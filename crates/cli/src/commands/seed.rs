use bazaar_db::{MarketplaceSeedDataset, RepositorySet, SeedResult};
use serde_json::json;

use crate::commands::{run_with_store, CommandResult};

pub fn run() -> CommandResult {
    let result = run_with_store("seed", |_, pool| async move {
        let repos = RepositorySet::sql(pool);
        let seeded = MarketplaceSeedDataset::load(&repos)
            .await
            .map_err(|error| ("seed_execution", error.to_string(), 6u8))?;

        let verification = MarketplaceSeedDataset::verify(&repos)
            .await
            .map_err(|error| ("seed_verification", error.to_string(), 7u8))?;
        if !verification.all_present {
            let failed: Vec<&str> = verification
                .checks
                .iter()
                .filter_map(|(check, passed)| (!passed).then_some(check.as_str()))
                .collect();
            return Err(("seed_verification", verification_message(&failed), 7u8));
        }
        Ok(seeded)
    });

    match result {
        Ok(seeded) => {
            let counts = json!({
                "personas": seeded.personas_seeded,
                "users": seeded.users_seeded,
                "items": seeded.items_seeded,
            });
            CommandResult::with_data("seed", summary(&seeded), Some(counts))
        }
        Err(failure) => failure,
    }
}

fn summary(seeded: &SeedResult) -> String {
    format!(
        "marketplace seed loaded: {} personas, {} users, {} items",
        seeded.personas_seeded, seeded.users_seeded, seeded.items_seeded
    )
}

fn verification_message(failed_checks: &[&str]) -> String {
    if failed_checks.is_empty() {
        "Some seed data failed to load".to_string()
    } else {
        format!("Seed verification failed for checks: {}", failed_checks.join(", "))
    }
}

________________________________________

GOAL OF THE EXERCISE -
Restate all the material above, keeping each word as it is.

SOLUTION FOR THIS PROBLEM -
filename crates/cli/src/commands/seed.rs
use bazaar_db::{MarketplaceSeedDataset, RepositorySet, SeedResult};
use serde_json::json;

use crate::commands::{run_with_store, CommandResult};

pub fn run() -> CommandResult {
    let result = run_with_store("seed", |_, pool| async move {
        let repos = RepositorySet::sql(pool);
        let seeded = MarketplaceSeedDataset::load(&repos)
            .await
            .map_err(|error| ("seed_execution", error.to_string(), 6u8))?;

        let verification = MarketplaceSeedDataset::verify(&repos)
            .await
            .map_err(|error| ("seed_verification", error.to_string(), 7u8))?;
        if !verification.all_present {
            let failed: Vec<&str> = verification
                .checks
                .iter()
                .filter_map(|(check, passed)| (!passed).then_some(check.as_str()))
                .collect();
            return Err(("seed_verification", verification_message(&failed), 7u8));
        }
        Ok(seeded)
    });

    match result {
        Ok(seeded) => {
            let counts = json!({
                "personas": seeded.personas_seeded,
                "users": seeded.users_seeded,
                "items": seeded.items_seeded,
            });
            CommandResult::with_data("seed", summary(&seeded), Some(counts))
        }
        Err(failure) => failure,
    }
}

fn summary(seeded: &SeedResult) -> String {
    format!(
        "marketplace seed loaded: {} personas, {} users, {} items",
        seeded.personas_seeded, seeded.users_seeded, seeded.items_seeded
    )
}

fn verification_message(failed_checks: &[&str]) -> String {
    if failed_checks.is_empty() {
        "Some seed data failed to load".to_string()
    } else {
        format!("Seed verification failed for checks: {}", failed_checks.join(", "))
    }
}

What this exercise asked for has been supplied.